- Born: Susan Traynor 8 December 1944 (age 81) Australia
- Genres: Pop
- Occupation: Singer
- Years active: Late 1960s–current

= Noosha Fox =

Australian singer

Noosha Fox (born Susan Traynor, 8 December 1944) is an Australian singer. She is known as the lead singer of the British-based pop band Fox, who had three UK chart hits in 1975 and 1976. She also had a number 31 hit as a solo performer with "Georgina Bailey".

==Career==
Susan Traynor was born in Australia in 1944. She began her music career as a singer in Sydney-based folk rock band Wooden Horse, who moved to England in 1970 and released two LPs. After the band split up, she provided background vocals on American singer and songwriter Kenny Young's 1973 solo album, Last Stage For Silverworld.

She then formed Fox, the band that included Young and Northern Irish singer-songwriter Herbie Armstrong. She adopted the stage name Noosha, a corruption of an anagram of her first name (nussa), and in performances wore dresses and accessories in 1920s and 1930s style. With Fox, Noosha achieved three top 20 hits on the UK Singles Chart: "Only You Can" and "Imagine Me, Imagine You" in 1975 and "S-S-S-Single Bed" in 1976. She left after their third album, Blue Hotel, to launch a solo career. Her first single, "Georgina Bailey", written and produced by Young, briefly entered the Top 40 in the UK Singles Chart, reaching number 31 in 1977.

In 1979, Noosha Fox tried to restart her solo career with a single, "The Heat Is On", written by Florrie Palmer and Tony Ashton, on Chrysalis Records. A later version of the song, by ABBA's Agnetha Fältskog, was a European hit four years later. In 1980, Fox provided guest vocals for the songs "Perfect Strangers" and "Havana Moon" on Tim Renwick's self-titled debut album.

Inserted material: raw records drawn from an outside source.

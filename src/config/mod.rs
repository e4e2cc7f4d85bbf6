//! Deployment configuration.
//!
//! - [`Config`]: the optional `svcp.yaml` describing the database identities,
//!   the credential store, the consumers of the credential and per-service overrides.
//! - [`Parser`]: locating and loading that file.
//! - [`ConfigFile`]: the line-oriented `KEY=VALUE` settings file each service reads.

mod duration;
mod env_file;
mod parser;
mod types;

pub use duration::parse_duration_string;
pub use env_file::{validate_key, ConfigFile, Line};
pub use parser::{Parser, CONFIG_FILE_NAME};
pub use types::*;

use std::path::{Path, PathBuf};

/// Expand a leading `~` to the user's home directory.
pub(crate) fn expand_tilde(path: &Path) -> PathBuf {
    let s = path.to_string_lossy();
    if s == "~" {
        dirs::home_dir().unwrap_or_else(|| path.to_path_buf())
    } else if let Some(rest) = s.strip_prefix("~/") {
        if let Some(home) = dirs::home_dir() {
            home.join(rest)
        } else {
            path.to_path_buf()
        }
    } else {
        path.to_path_buf()
    }
}

#[cfg(test)]
mod tests {
    use super::*;

    #[test]
    fn expand_tilde_subpath() {
        let Some(home) = dirs::home_dir() else {
            return;
        };
        assert_eq!(expand_tilde(Path::new("~/.pgpass")), home.join(".pgpass"));
    }

    #[test]
    fn expand_tilde_leaves_other_paths() {
        assert_eq!(
            expand_tilde(Path::new("/etc/pgpass")),
            PathBuf::from("/etc/pgpass")
        );
        assert_eq!(expand_tilde(Path::new("a/~b")), PathBuf::from("a/~b"));
    }
}
use crate::config::Config;
use crate::error::{Error, Result};
use std::path::{Path, PathBuf};

pub const SYNC_PORT: u16 = 8001;
pub const API_PORT: u16 = 8000;
pub const UI_PORT: u16 = 8501;

/// The services this tool knows how to provision and run.
#[derive(Debug, Clone, Copy, PartialEq, Eq, Hash)]
pub enum KnownService {
    /// CRM data-sync API
    Sync,
    /// API backend
    Backend,
    /// UI frontend
    Frontend,
}

impl KnownService {
    /// Declared order: start walks it forwards, stop walks it backwards.
    pub const ALL: [KnownService; 3] = [
        KnownService::Sync,
        KnownService::Backend,
        KnownService::Frontend,
    ];

    pub fn name(self) -> &'static str {
        match self {
            KnownService::Sync => "sync",
            KnownService::Backend => "backend",
            KnownService::Frontend => "frontend",
        }
    }

    /// Canonical name or alias (`api`, `ui`, `crm-sync`).
    pub fn from_name(name: &str) -> Option<Self> {
        match name {
            "sync" | "crm-sync" | "crm-sync-api" => Some(KnownService::Sync),
            "backend" | "api" => Some(KnownService::Backend),
            "frontend" | "ui" => Some(KnownService::Frontend),
            _ => None,
        }
    }

    pub fn port(self) -> u16 {
        match self {
            KnownService::Sync => SYNC_PORT,
            KnownService::Backend => API_PORT,
            KnownService::Frontend => UI_PORT,
        }
    }

    fn default_dir(self) -> &'static str {
        match self {
            KnownService::Sync => "crm-sync-api",
            KnownService::Backend => "backend",
            KnownService::Frontend => "frontend",
        }
    }

    fn default_command(self) -> String {
        match self {
            KnownService::Sync | KnownService::Backend => format!(
                "venv/bin/uvicorn app.main:app --host 0.0.0.0 --port {}",
                self.port()
            ),
            KnownService::Frontend => format!(
                "venv/bin/streamlit run app.py --server.port {} --server.headless true",
                self.port()
            ),
        }
    }

    /// Settings synthesized when a service ships no template.
    fn default_settings(self) -> Option<Vec<(String, String)>> {
        match self {
            KnownService::Frontend => Some(vec![(
                "API_BASE_URL".to_string(),
                format!("http://localhost:{}", API_PORT),
            )]),
            KnownService::Sync | KnownService::Backend => None,
        }
    }
}

/// Everything the orchestrator needs to provision, start and stop one service.
#[derive(Debug, Clone, PartialEq, Eq)]
pub struct ServiceDescriptor {
    pub name: String,
    pub working_directory: PathBuf,
    pub start_command: String,
    pub listen_port: u16,
    pub log_path: PathBuf,
    pub pid_path: PathBuf,
    /// Must exist before the service may start; never created by this tool.
    pub runtime_env: PathBuf,
    pub config_path: PathBuf,
    pub template_path: PathBuf,
    pub default_settings: Option<Vec<(String, String)>>,
}

impl ServiceDescriptor {
    pub fn resolve(service: KnownService, config: &Config, work_dir: &Path) -> Self {
        let overrides = config.service_override(service);
        let cwd = overrides
            .and_then(|o| o.cwd.as_deref())
            .unwrap_or(service.default_dir());
        let working_directory = work_dir.join(cwd);
        let runtime_env = working_directory.join(
            overrides
                .and_then(|o| o.runtime_env.as_deref())
                .unwrap_or("venv"),
        );
        let start_command = overrides
            .and_then(|o| o.command.clone())
            .unwrap_or_else(|| service.default_command());
        let logs_dir = work_dir.join(&config.logs_dir);

        Self {
            name: service.name().to_string(),
            config_path: working_directory.join(".env"),
            template_path: working_directory.join(".env.example"),
            working_directory,
            start_command,
            listen_port: service.port(),
            log_path: logs_dir.join(format!("{}.log", service.name())),
            pid_path: logs_dir.join(format!("{}.pid", service.name())),
            runtime_env,
            default_settings: service.default_settings(),
        }
    }
}

/// All known services in declared order.
pub fn descriptors(config: &Config, work_dir: &Path) -> Vec<ServiceDescriptor> {
    KnownService::ALL
        .iter()
        .map(|s| ServiceDescriptor::resolve(*s, config, work_dir))
        .collect()
}

/// Resolve a CLI target: a service name, an alias, or `all`.
pub fn select(config: &Config, work_dir: &Path, target: &str) -> Result<Vec<ServiceDescriptor>> {
    if target == "all" {
        return Ok(descriptors(config, work_dir));
    }
    let service =
        KnownService::from_name(target).ok_or_else(|| Error::UnknownService(target.to_string()))?;
    Ok(vec![ServiceDescriptor::resolve(service, config, work_dir)])
}

#[cfg(test)]
mod tests {
    use super::*;
    use crate::config::ServiceOverride;

    #[test]
    fn fixed_ports() {
        assert_eq!(KnownService::Sync.port(), 8001);
        assert_eq!(KnownService::Backend.port(), 8000);
        assert_eq!(KnownService::Frontend.port(), 8501);
    }

    #[test]
    fn default_layout() {
        let d = ServiceDescriptor::resolve(KnownService::Sync, &Config::default(), Path::new("/srv"));
        assert_eq!(d.working_directory, PathBuf::from("/srv/crm-sync-api"));
        assert_eq!(d.runtime_env, PathBuf::from("/srv/crm-sync-api/venv"));
        assert_eq!(d.log_path, PathBuf::from("/srv/logs/sync.log"));
        assert_eq!(d.pid_path, PathBuf::from("/srv/logs/sync.pid"));
        assert_eq!(d.config_path, PathBuf::from("/srv/crm-sync-api/.env"));
        assert!(d.start_command.contains("--port 8001"));
        assert!(d.default_settings.is_none());
    }

    #[test]
    fn frontend_has_default_endpoint() {
        let d = ServiceDescriptor::resolve(
            KnownService::Frontend,
            &Config::default(),
            Path::new("/srv"),
        );
        assert_eq!(
            d.default_settings,
            Some(vec![(
                "API_BASE_URL".to_string(),
                "http://localhost:8000".to_string()
            )])
        );
    }

    #[test]
    fn overrides_apply_but_port_stays() {
        let mut config = Config::default();
        config.services.insert(
            "backend".to_string(),
            ServiceOverride {
                cwd: Some("api".to_string()),
                command: Some("sleep 60".to_string()),
                runtime_env: Some(".venv".to_string()),
            },
        );
        let d = ServiceDescriptor::resolve(KnownService::Backend, &config, Path::new("/w"));
        assert_eq!(d.working_directory, PathBuf::from("/w/api"));
        assert_eq!(d.runtime_env, PathBuf::from("/w/api/.venv"));
        assert_eq!(d.start_command, "sleep 60");
        assert_eq!(d.listen_port, 8000);
    }

    #[test]
    fn select_all_is_declared_order() {
        let names: Vec<_> = select(&Config::default(), Path::new("/w"), "all")
            .unwrap()
            .into_iter()
            .map(|d| d.name)
            .collect();
        assert_eq!(names, ["sync", "backend", "frontend"]);
    }

    #[test]
    fn select_accepts_aliases_and_rejects_unknown() {
        let ui = select(&Config::default(), Path::new("/w"), "ui").unwrap();
        assert_eq!(ui[0].name, "frontend");
        assert!(matches!(
            select(&Config::default(), Path::new("/w"), "worker"),
            Err(Error::UnknownService(_))
        ));
    }
}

Fox recorded several singles in the early 1980s for the Earlobe label but none were successful, and she withdrew from the music industry. Although she did not write her own songs, her performance style has been credited with influencing Kate Bush and Alison Goldfrapp. It was reported in 2007 on BBC Radio 4's The Music Group that Fox was recording a solo album of electropop but it was not released.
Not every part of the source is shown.